*Raw data*
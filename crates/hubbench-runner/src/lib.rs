pub mod client;
pub mod error;
pub mod instrument;
pub mod proxy;
pub mod seed;
pub mod sweep;
pub mod trial;

pub use client::{next_offset, ApiClient};
pub use error::{ApiError, StartupError, SweepError, TrialError};
pub use instrument::{wait_for_http_server, InstrumentedHub, PhaseMarks};
pub use proxy::{ProxyProcess, ProxyRouteTable};
pub use seed::{seed_population, SeedSummary, SESSION_TARGET_IP, SESSION_TARGET_PORT};
pub use sweep::{
    parse_worker_output, read_worker_input, run_sweep, write_worker_output, ExecutorKind,
    SweepOptions,
};
pub use trial::{run_trial, TrialOptions, TrialPhase, TrialRunner};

*Task description*
Which lines in the records above contain the string "seed"? Copy each one.

*Written answer*
pub mod seed;
pub use seed::{seed_population, SeedSummary, SESSION_TARGET_IP, SESSION_TARGET_PORT};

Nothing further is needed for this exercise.